Within a week I found myself being interviewed by the CEO and Director of Administration of the Dalai Lama Center and nowhere present was there a sense of fear. The connection was effortless; I could string two words together and was able to share, with great ease, my business experience.
This time as I left the interview I heard, “We may have just found our new Director.” That being a projection I made on both the people who just interviewed me.
How is it that I shifted from a place of fear to a place of ease and effortlessness during an interview without having a sense of how I did it? There had to be something rich for me to learn here and like a dog with a bone I wasn’t giving up until I had the lesson.
Two more interviews would take place with the Dalai Lama Center and both were equally as comfortable. Support from friends and colleagues reminded me to be myself and I spent more time preparing for these interviews than I did for any interviews in my entire working career.

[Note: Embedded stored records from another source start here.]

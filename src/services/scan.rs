//! Submits classification scans for finished, not yet scanned jobs.

use chrono::Utc;
use std::collections::BTreeMap;
use std::sync::Arc;

use super::classification::{ClassificationError, ClassificationRequest, Classifier};
use super::keys::KeyLayout;
use crate::db::{JobRecordStore, StoreError};

/// One classification job that was accepted by the service.
#[derive(Debug, Clone, PartialEq, Eq)]
pub struct ScanSubmission {
    pub classification_job_id: String,
    pub bucket: String,
    pub job_ids: Vec<String>,
    pub key_prefixes: Vec<String>,
}

/// A bucket whose submission was rejected; its jobs stay eligible.
#[derive(Debug)]
pub struct ScanFailure {
    pub bucket: String,
    pub job_ids: Vec<String>,
    pub error: ScanError,
}

#[derive(Debug, Default)]
pub struct ScanReport {
    pub submissions: Vec<ScanSubmission>,
    pub failures: Vec<ScanFailure>,
    /// Jobs whose source key has no output mapping; never scannable.
    pub unscannable: Vec<String>,
    /// Jobs covered by a submission whose scanned flag could not be set.
    pub unmarked: Vec<String>,
}

impl ScanReport {
    pub fn scanned_jobs(&self) -> usize {
        self.submissions.iter().map(|s| s.job_ids.len()).sum::<usize>() - self.unmarked.len()
    }
}

#[derive(Debug, thiserror::Error)]
pub enum ScanError {
    #[error("Could not list scan candidates: {0}")]
    Store(#[from] StoreError),

    #[error("Classification submission for bucket {bucket} failed: {source}")]
    SubmissionFailed {
        bucket: String,
        #[source]
        source: ClassificationError,
    },
}

pub struct ScanDispatcher {
    store: Arc<dyn JobRecordStore>,
    classifier: Arc<dyn Classifier>,
    layout: KeyLayout,
    account_id: String,
}

#[derive(Default)]
struct BucketScope {
    job_ids: Vec<String>,
    key_prefixes: Vec<String>,
}

impl ScanDispatcher {
    pub fn new(
        store: Arc<dyn JobRecordStore>,
        classifier: Arc<dyn Classifier>,
        layout: KeyLayout,
        account_id: impl Into<String>,
    ) -> Self {
        Self {
            store,
            classifier,
            layout,
            account_id: account_id.into(),
        }
    }

    /// Scan every succeeded job that has not been scanned yet.
    ///
    /// Candidates are grouped by bucket and each group becomes one
    /// classification job. A group is flagged scanned only after its
    /// submission is accepted, so a rejected group is retried by the next run.
    pub async fn dispatch(&self) -> Result<ScanReport, ScanError> {
        let candidates = self.store.list_unscanned_succeeded().await?;
        let mut report = ScanReport::default();

        if candidates.is_empty() {
            tracing::info!("No unscanned jobs, skipping classification submission");
            return Ok(report);
        }

        let mut scopes: BTreeMap<String, BucketScope> = BTreeMap::new();
        for record in candidates {
            match self.layout.derive(&record.job_id, &record.object_key) {
                Ok(keys) => {
                    let scope = scopes.entry(record.bucket).or_default();
                    scope.job_ids.push(record.job_id);
                    scope.key_prefixes.push(keys.structured);
                    scope.key_prefixes.push(keys.text);
                }
                Err(e) => {
                    tracing::warn!(job_id = %record.job_id, error = %e, "Skipping unscannable job");
                    report.unscannable.push(record.job_id);
                }
            }
        }

        for (bucket, scope) in scopes {
            let request = ClassificationRequest {
                name: format!(
                    "Scan for {} objects {}",
                    scope.key_prefixes.len(),
                    Utc::now().format("%Y-%m-%dT%H:%M:%S%.3fZ")
                ),
                account_id: self.account_id.clone(),
                bucket: bucket.clone(),
                key_prefixes: scope.key_prefixes,
            };

            match self.classifier.submit_job(&request).await {
                Ok(classification_job_id) => {
                    metrics::counter!("scan_submissions_total").increment(1);
                    tracing::info!(
                        classification_job_id = %classification_job_id,
                        bucket = %bucket,
                        jobs = scope.job_ids.len(),
                        objects = request.key_prefixes.len(),
                        "Classification job submitted"
                    );

                    for job_id in &scope.job_ids {
                        if let Err(e) = self.store.mark_scanned(job_id).await {
                            tracing::error!(job_id = %job_id, error = %e, "Failed to mark job scanned");
                            report.unmarked.push(job_id.clone());
                        }
                    }

                    report.submissions.push(ScanSubmission {
                        classification_job_id,
                        bucket,
                        job_ids: scope.job_ids,
                        key_prefixes: request.key_prefixes,
                    });
                }
                Err(source) => {
                    metrics::counter!("scan_submission_failures_total").increment(1);
                    tracing::error!(
                        bucket = %bucket,
                        jobs = scope.job_ids.len(),
                        error = %source,
                        kind = "ScanSubmissionFailed",
                        "Classification submission failed, jobs remain eligible"
                    );
                    report.failures.push(ScanFailure {
                        bucket: bucket.clone(),
                        job_ids: scope.job_ids,
                        error: ScanError::SubmissionFailed { bucket, source },
                    });
                }
            }
        }

        Ok(report)
    }
}
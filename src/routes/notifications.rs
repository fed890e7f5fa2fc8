use axum::body::Bytes;
use axum::extract::State;
use axum::http::StatusCode;
use axum::Json;

use crate::app_state::AppState;
use crate::models::api::NotificationAccepted;
use crate::models::notification::parse_notifications;
use crate::services::queue::QueuedNotification;

/// POST /api/v1/notifications: accept OCR completion notifications.
///
/// Enveloped payloads carrying several records are split so every job is
/// processed independently by the worker.
pub async fn receive_notifications(
    State(state): State<AppState>,
    body: Bytes,
) -> Result<(StatusCode, Json<NotificationAccepted>), StatusCode> {
    let notifications = parse_notifications(&body).map_err(|e| {
        tracing::warn!(error = %e, kind = "InvalidNotification", "Rejected notification payload");
        StatusCode::BAD_REQUEST
    })?;

    let mut job_ids = Vec::with_capacity(notifications.len());
    for notification in notifications {
        let item = QueuedNotification::new(notification);
        state.queue.enqueue(&item).await.map_err(|e| {
            tracing::error!(job_id = %item.notification.job_id, error = %e, "Failed to enqueue notification");
            StatusCode::SERVICE_UNAVAILABLE
        })?;
        tracing::debug!(job_id = %item.notification.job_id, status = %item.notification.status, "Notification queued");
        job_ids.push(item.notification.job_id);
    }

    Ok((
        StatusCode::ACCEPTED,
        Json(NotificationAccepted {
            queued: job_ids.len(),
            job_ids,
        }),
    ))
}
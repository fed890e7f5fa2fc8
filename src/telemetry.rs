//! Metric descriptions shared by the server and the worker.

/// Register help text for every metric the pipeline emits.
pub fn describe_metrics() {
    metrics::describe_counter!("ocr_jobs_started_total", "OCR jobs launched");
    metrics::describe_counter!(
        "ocr_jobs_completed_total",
        "OCR jobs moved to a terminal status, by status"
    );
    metrics::describe_counter!(
        "ocr_jobs_abandoned_total",
        "Jobs recorded as FAILED after their notification exhausted its retries, by failure kind"
    );
    metrics::describe_counter!(
        "completion_failures_total",
        "Completion notifications that failed, by failure kind"
    );
    metrics::describe_counter!(
        "notification_retries_total",
        "Completion notifications scheduled for redelivery"
    );
    metrics::describe_counter!(
        "notification_dead_letters_total",
        "Notifications parked because their job could not be recorded as FAILED"
    );
    metrics::describe_histogram!(
        "postprocessing_seconds",
        "Time to relocate OCR output and write its plain-text artifact"
    );
    metrics::describe_counter!("scan_submissions_total", "Classification jobs submitted");
    metrics::describe_counter!(
        "scan_submission_failures_total",
        "Classification submissions that were rejected or unreachable"
    );
    metrics::describe_gauge!(
        "notification_queue_depth",
        "Completion notifications waiting for a worker"
    );
}
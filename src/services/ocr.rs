use async_trait::async_trait;
use reqwest::Client;
use serde::{Deserialize, Serialize};
use std::time::Duration;

/// Where the OCR service reads input, writes output and reports completion.
#[derive(Debug, Clone)]
pub struct OcrJobRequest<'a> {
    pub bucket: &'a str,
    pub object_key: &'a str,
    pub output_prefix: &'a str,
}

/// Starts asynchronous text detection jobs.
#[async_trait]
pub trait OcrLauncher: Send + Sync {
    /// Start a job and return the service-assigned job id.
    async fn start_job(&self, request: OcrJobRequest<'_>) -> Result<String, OcrError>;
}

/// HTTP client for an asynchronous document text detection service.
pub struct TextDetectionClient {
    http: Client,
    endpoint: String,
    api_token: String,
    notification_topic: String,
    notification_role: String,
}

#[derive(Serialize)]
#[serde(rename_all = "PascalCase")]
struct StartDetectionRequest<'a> {
    document_location: DocumentLocation<'a>,
    output_config: OutputConfig<'a>,
    notification_channel: NotificationChannel<'a>,
}

#[derive(Serialize)]
struct DocumentLocation<'a> {
    #[serde(rename = "S3Object")]
    object: S3Object<'a>,
}

#[derive(Serialize)]
#[serde(rename_all = "PascalCase")]
struct S3Object<'a> {
    bucket: &'a str,
    name: &'a str,
}

#[derive(Serialize)]
struct OutputConfig<'a> {
    #[serde(rename = "S3Bucket")]
    bucket: &'a str,
    #[serde(rename = "S3Prefix")]
    prefix: &'a str,
}

#[derive(Serialize)]
struct NotificationChannel<'a> {
    #[serde(rename = "SNSTopicArn")]
    topic_arn: &'a str,
    #[serde(rename = "RoleArn")]
    role_arn: &'a str,
}

#[derive(Deserialize)]
#[serde(rename_all = "PascalCase")]
struct StartDetectionResponse {
    job_id: String,
}

impl TextDetectionClient {
    pub fn new(
        endpoint: &str,
        api_token: &str,
        notification_topic: &str,
        notification_role: &str,
    ) -> Result<Self, OcrError> {
        let http = Client::builder()
            .timeout(Duration::from_secs(30))
            .build()
            .map_err(OcrError::Http)?;

        Ok(Self {
            http,
            endpoint: endpoint.trim_end_matches('/').to_string(),
            api_token: api_token.to_string(),
            notification_topic: notification_topic.to_string(),
            notification_role: notification_role.to_string(),
        })
    }
}

#[async_trait]
impl OcrLauncher for TextDetectionClient {
    async fn start_job(&self, request: OcrJobRequest<'_>) -> Result<String, OcrError> {
        let body = StartDetectionRequest {
            document_location: DocumentLocation {
                object: S3Object {
                    bucket: request.bucket,
                    name: request.object_key,
                },
            },
            output_config: OutputConfig {
                bucket: request.bucket,
                prefix: request.output_prefix,
            },
            notification_channel: NotificationChannel {
                topic_arn: &self.notification_topic,
                role_arn: &self.notification_role,
            },
        };

        let response = self
            .http
            .post(format!("{}/start-document-text-detection", self.endpoint))
            .bearer_auth(&self.api_token)
            .json(&body)
            .send()
            .await
            .map_err(OcrError::Http)?;

        let status = response.status();
        if !status.is_success() {
            let detail = response.text().await.unwrap_or_default();
            return Err(OcrError::Rejected {
                status: status.as_u16(),
                detail,
            });
        }

        let started: StartDetectionResponse = response.json().await.map_err(OcrError::Http)?;
        Ok(started.job_id)
    }
}

#[derive(Debug, thiserror::Error)]
pub enum OcrError {
    #[error("HTTP request failed: {0}")]
    Http(#[from] reqwest::Error),

    #[error("OCR service rejected the job ({status}): {detail}")]
    Rejected { status: u16, detail: String },
}

#[cfg(test)]
mod tests {
    use super::*;

    #[test]
    fn test_request_wire_shape() {
        let body = StartDetectionRequest {
            document_location: DocumentLocation {
                object: S3Object {
                    bucket: "sensitive-data",
                    name: "scans/a.png",
                },
            },
            output_config: OutputConfig {
                bucket: "sensitive-data",
                prefix: "textract-output",
            },
            notification_channel: NotificationChannel {
                topic_arn: "arn:topic",
                role_arn: "arn:role",
            },
        };
        let json = serde_json::to_value(&body).unwrap();
        assert_eq!(json["DocumentLocation"]["S3Object"]["Name"], "scans/a.png");
        assert_eq!(json["OutputConfig"]["S3Prefix"], "textract-output");
        assert_eq!(json["NotificationChannel"]["SNSTopicArn"], "arn:topic");
        assert_eq!(json["NotificationChannel"]["RoleArn"], "arn:role");
    }
}
pub mod classification;
pub mod completion;
pub mod gate;
pub mod keys;
pub mod launch;
pub mod ocr;
pub mod postprocess;
pub mod queue;
pub mod retry;
pub mod scan;
pub mod storage;
use async_trait::async_trait;
use chrono::{DateTime, Utc};
use sqlx::{postgres::PgPoolOptions, PgPool};
use std::time::Duration;

use crate::models::job::{JobRecord, JobStatus};

/// Initialize PostgreSQL connection pool
pub async fn init_pool(database_url: &str) -> Result<PgPool, sqlx::Error> {
    PgPoolOptions::new()
        .max_connections(20)
        .min_connections(5)
        .acquire_timeout(Duration::from_secs(10))
        .idle_timeout(Duration::from_secs(600))
        .max_lifetime(Duration::from_secs(1800))
        .connect(database_url)
        .await
}

/// Run database migrations
pub async fn run_migrations(pool: &PgPool) -> Result<(), sqlx::Error> {
    sqlx::migrate!("./migrations")
        .run(pool)
        .await
        .map_err(|e| sqlx::Error::Migrate(Box::new(e)))
}

pub mod queries;

/// Durable per-job state, keyed by (status, job id).
///
/// Exactly one record is live per job id. Moving a job out of `IN_PROGRESS`
/// replaces its record atomically, so concurrent readers never observe a job
/// with zero or two records.
#[async_trait]
pub trait JobRecordStore: Send + Sync {
    /// Insert a new `IN_PROGRESS` record.
    async fn create(
        &self,
        job_id: &str,
        bucket: &str,
        object_key: &str,
        start_timestamp: DateTime<Utc>,
    ) -> Result<JobRecord, StoreError>;

    /// The `IN_PROGRESS` record for `job_id`, if any.
    async fn find_in_progress(&self, job_id: &str) -> Result<Option<JobRecord>, StoreError>;

    /// The live record for `job_id`, whatever its status.
    async fn find(&self, job_id: &str) -> Result<Option<JobRecord>, StoreError>;

    /// Replace the `IN_PROGRESS` record with a terminal one carrying the
    /// original start timestamp.
    async fn transition_to_terminal(
        &self,
        job_id: &str,
        status: JobStatus,
        bucket: &str,
        object_key: &str,
        complete_timestamp: DateTime<Utc>,
    ) -> Result<JobRecord, StoreError>;

    /// Whether any job is still `IN_PROGRESS`.
    async fn has_outstanding(&self) -> Result<bool, StoreError>;

    /// Every `SUCCEEDED` record not yet covered by a classification scan.
    async fn list_unscanned_succeeded(&self) -> Result<Vec<JobRecord>, StoreError>;

    /// Flag the `SUCCEEDED` record as scanned. Re-marking is a no-op.
    async fn mark_scanned(&self, job_id: &str) -> Result<(), StoreError>;
}

#[derive(Debug, thiserror::Error)]
pub enum StoreError {
    #[error("A record for job {0} already exists")]
    DuplicateKey(String),

    #[error("No matching record for job {0}")]
    NotFound(String),

    #[error("{0} is not a terminal status")]
    NotTerminal(JobStatus),

    #[error("Job store unavailable: {0}")]
    Unavailable(#[source] sqlx::Error),

    #[error("Stored record is corrupt: {0}")]
    Corrupt(String),
}

impl StoreError {
    /// Transient backend faults; the whole event can be retried.
    pub fn is_transient(&self) -> bool {
        matches!(self, StoreError::Unavailable(_))
    }
}
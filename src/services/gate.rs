use std::sync::Arc;

use super::scan::{ScanDispatcher, ScanError, ScanReport};
use crate::db::{JobRecordStore, StoreError};

/// Batch-wide state derived from the job table.
#[derive(Debug, Clone, Copy, PartialEq, Eq)]
pub enum BatchState {
    /// At least one job is still `IN_PROGRESS`.
    Outstanding,
    /// No job is `IN_PROGRESS`.
    Complete,
}

#[derive(Debug)]
pub enum GateOutcome {
    Outstanding,
    Dispatched(ScanReport),
}

/// Decides after each job transition whether the batch is done, and if so
/// runs the scan dispatcher.
///
/// Evaluation and dispatch are not atomic against the store: two jobs that
/// finish together can both observe `Complete` and both dispatch. Duplicate
/// submissions are tolerated and `mark_scanned` is idempotent.
pub struct BatchGate {
    store: Arc<dyn JobRecordStore>,
    dispatcher: ScanDispatcher,
}

impl BatchGate {
    pub fn new(store: Arc<dyn JobRecordStore>, dispatcher: ScanDispatcher) -> Self {
        Self { store, dispatcher }
    }

    pub async fn state(&self) -> Result<BatchState, StoreError> {
        if self.store.has_outstanding().await? {
            Ok(BatchState::Outstanding)
        } else {
            Ok(BatchState::Complete)
        }
    }

    pub async fn evaluate(&self) -> Result<GateOutcome, ScanError> {
        match self.state().await? {
            BatchState::Outstanding => {
                tracing::debug!("Jobs still in progress, scan deferred");
                Ok(GateOutcome::Outstanding)
            }
            BatchState::Complete => {
                tracing::info!("No jobs in progress, dispatching classification scan");
                let report = self.dispatcher.dispatch().await?;
                Ok(GateOutcome::Dispatched(report))
            }
        }
    }
}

I must admit that there were times when I wanted to make up the story that this process was about getting the job, but a wiser part of me invited me to trust the process – so I did.
On the morning of April 20th the CEO from the Dalai Lama Center called to share that the Board had chosen a candidate with more development experience. I heard myself say, “I’m thrilled you’ve chosen the best person to do the Dalai Lama’s work.” The CEO countered with, “That’s very gracious of you to say.”
What I have not shared was a revelation that took place two days prior to the call from the CEO. As I walked home from the YMCA that day it suddenly dawned on me that I used fear as a motivator to get myself in front of the conference services folks. There was something else I used to get myself in front of the Dalai Lama people.
Motivation comes from a place of fear. It creates an attitude of scarcity and self-concern—“I want to change your behaviour with a reward or incentive, so that, if you meet the targets or goals I set for you, I will meet my own needs and goals.”
Inspiration, on the other hand, comes from a place of abundance, service and love, with no strings attached—“I love you and wish to serve and teach you and help you to grow.”
When we motivate, we serve ourselves first; when we inspire, we serve others first. Motivation comes from the fear inside us; inspiration comes from the love inside us. They are complete opposites.
So what’s in it for me is a lifetime realization that love need be the only inspiration for any work I might contemplate in the world. I’m not afraid anymore.